This is the first installment of a multipart series on developments in the advertising technology market. Part 2, about private equity interest in ad tech, will be published Aug. 15, part 3, covering Facebook-Google's ad tech duopoly, will be made available Aug. 16 and the final part, discussing fraud within the sector, will be published Aug. 17.
The TV industry has been slow to adopt programmatic advertising. However, a renewed push toward the type of precision ad targeting that is standard among digital advertisers could signal a wave of fresh investment and M&A in the market, industry observers have said.
The first signs of an industrywide move to ad targeting emerged in March this year when media giants Viacom Inc., 21st Century Fox Inc.-owned Fox Networks Group and Time Warner Inc.'s Turner teamed up to launch OpenAP, an open-platform for audience targeting and measurement.
Not only did the announcement highlight the ongoing combination between TV's wide reach with the targeting smarts of its digital cousins – web, social and mobile – but it also pointed to a slow shift from the broad demographic data historically relied on by advertisers.

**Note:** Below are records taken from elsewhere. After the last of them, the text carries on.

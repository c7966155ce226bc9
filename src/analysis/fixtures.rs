//! Synthetic seven-stranded Rossmann-like sheet shared by the analysis tests.
//!
//! Strands lie in the z = 0 plane, 4.8 Å apart along x, running along +y
//! (S7 runs along −y). Spatial order from x = 0 is S1 S2 S3 S4 S5 S6 S7 while
//! the residue numbering follows the canonical 4-3-5-2-1-6-7 order:
//!
//! | name | residues | x     |
//! |------|----------|-------|
//! | S4   | 10–14    | 14.4  |
//! | S3   | 30–34    | 9.6   |
//! | S5   | 50–54    | 19.2  |
//! | S2   | 70–74    | 4.8   |
//! | S1   | 90–94    | 0.0   |
//! | S6   | 110–114  | 24.0  |
//! | S7   | 130–134  | 28.8  |
//!
//! `DPPY` follows S4 at 15–18. Helix 20–27 sits 10 Å below the plane over S4
//! and helix 36–43 10 Å above it over S5; with S3 to the −x side the frame's
//! `up` is −z, so these are `Hu2` and `Hd1`. Helix 56–63 is far away and
//! helix 100–102 is too short to classify.

use crate::model::residue::{Residue, ResidueId, StructureCode};
use crate::model::structure::Structure;

/// Local strand indices ordered by x position (S1 … S7).
pub const SHEET_ORDER: [usize; 7] = [4, 3, 1, 0, 2, 5, 6];

/// (first residue, sheet position, runs along +y)
const STRANDS: [(i32, usize, bool); 7] = [
    (10, 3, true),
    (30, 2, true),
    (50, 4, true),
    (70, 1, true),
    (90, 0, true),
    (110, 5, true),
    (130, 6, false),
];

/// (first residue, length, sheet position, z)
const HELICES: [(i32, i32, f64, f64); 4] = [
    (20, 8, 3.0, -10.0),
    (36, 8, 4.0, 10.0),
    (56, 8, 62.5, 0.0),
    (100, 3, 2.0, 10.0),
];

const LAST_RESIDUE: i32 = 140;

fn sheet_x(position: f64) -> f64 {
    4.8 * position
}

/// Residue list of the synthetic sheet on chain `chain`.
pub fn rossmann_residues(chain: char) -> Vec<Residue> {
    let mut residues = Vec::new();

    for number in 1..=LAST_RESIDUE {
        let id = ResidueId::new(chain, number);
        let amino_acid = match number {
            15 => 'D',
            16 | 17 => 'P',
            18 => 'Y',
            _ => 'A',
        };

        let strand = STRANDS
            .iter()
            .find(|(start, _, _)| (*start..*start + 5).contains(&number));
        let helix = HELICES
            .iter()
            .find(|(start, len, _, _)| (*start..*start + len).contains(&number));

        let residue = match (strand, helix) {
            (Some(&(start, position, forward)), _) => {
                let j = (number - start) as f64;
                let y = if forward { 3.3 * j } else { 3.3 * (4.0 - j) };
                Residue::new(id, StructureCode::Strand, amino_acid, [sheet_x(position as f64), y, 0.0])
            }
            (None, Some(&(start, _, position, z))) => {
                let j = (number - start) as f64;
                Residue::new(id, StructureCode::Helix, amino_acid, [sheet_x(position), 1.5 * j, z])
            }
            (None, None) => Residue::new(
                id,
                StructureCode::Coil,
                amino_acid,
                [-100.0, 3.8 * number as f64, 50.0],
            ),
        };
        residues.push(residue);
    }

    residues
}

/// The synthetic sheet on chain `A`.
pub fn rossmann() -> Structure {
    Structure::new(rossmann_residues('A'))
}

As a result, there has been a recent proliferation in data and technology solutions for television, according to JC Uva, managing director at New York-based strategic advisory firm MediaLink.
"It's an important area to watch because the TV market is still the biggest advertising market in the U.S. and globally," Uva said in an interview. "While ad fraud is an issue, there is still big appetite to understand how television is measured," he added.
The nascent state of the market could attract substantial M&A activity from investors seeking "untapped" areas, Uva explained.
For the most part, recent M&A interest has focused on video ad targeting solutions. For instance, last year Comcast Corp. acquired StickyAds.tv, a French video ad-tech startup, while U.K. pay TV company Sky plc invested $10 million in programmatic software company DataXu.
Meanwhile, the telecoms industry has also been increasingly active in the ad-tech market, with Altice NV and Singtel both announcing deals for a combined $618 million this year.
The broadening range of M&A buyers in the marketplace means the advertising and marketing tech industries are undergoing "unprecedented" level of consolidation, explained Simon Nicholls, London-based partner at tech investment bank GP Bullhound.
"It's very dynamic and evolving quickly in terms of the opportunity and technology… and that's going to continue to drive a lot of M&A," he added.
This has even larger implications for TV ad sales.
One of the key benefits of adopting programmatic ad buying in the TV ecosystem is the ability to transact media on smaller budgets, bringing a wealth of new opportunities from the digital arena, according to Robert Brill, founder and CEO of Los Angeles-based marketing firm BrillMedia.co.
As a result, the TV space is "definitely" on the radar of ad-tech startups vying to bring television to "digital buyers' fingertips," he added.
One such startup is Croatia and Vienna-based TV advertising big data firm AdScanner.
The company's CEO and co-founder Marin Curkovic said that despite naysayers' message of doom, TV is significantly growing in terms of ad dollars being spent. However, he believes ad measurement strategies would be a boost to the industry.
"People know that TV brings a lot of reach but they don't optimize for it as best as they could," Curkovic argued.
A brand needs between 80%-90% reach for a campaign to deliver, with roughly 60%-70% of that reach coming from TV, he explained. However, the lack of granular targeting in TV means getting that extra 5% remains a challenge.
By analyzing live data to examine who sees an ad first or where ads are placed versus the competition, advertisers can more easily aim for that incremental reach in television, Curkovic noted.
However, despite some strong gains in the targeted TV ad space, it is still early days for the budding market.
"There are lot of entrenched [players] that are resisting the transformation so it's taking some time to change," Matthew Nally, founder and managing partner at New York-based programmatic consulting firm Labmatik, said in an interview.
While programmatic ads represent a huge bulk of all online ad transactions, targeted TV spending is estimated to account for just 1.7% of total TV ad spend in the U.S. this year, growing to 4% by 2019, according to research firm eMarketer.
Nonetheless, observers believe the faster-than-expected growth in video content, combined with the trend in cord-cutting and the shift to mobile, means programmatic solutions in TV will eventually take off.
"Video… regardless of format, is set to undergo a very significant transformation and is the most deeply entrenched and largest piece of the overall piece of the pie," Nally concluded.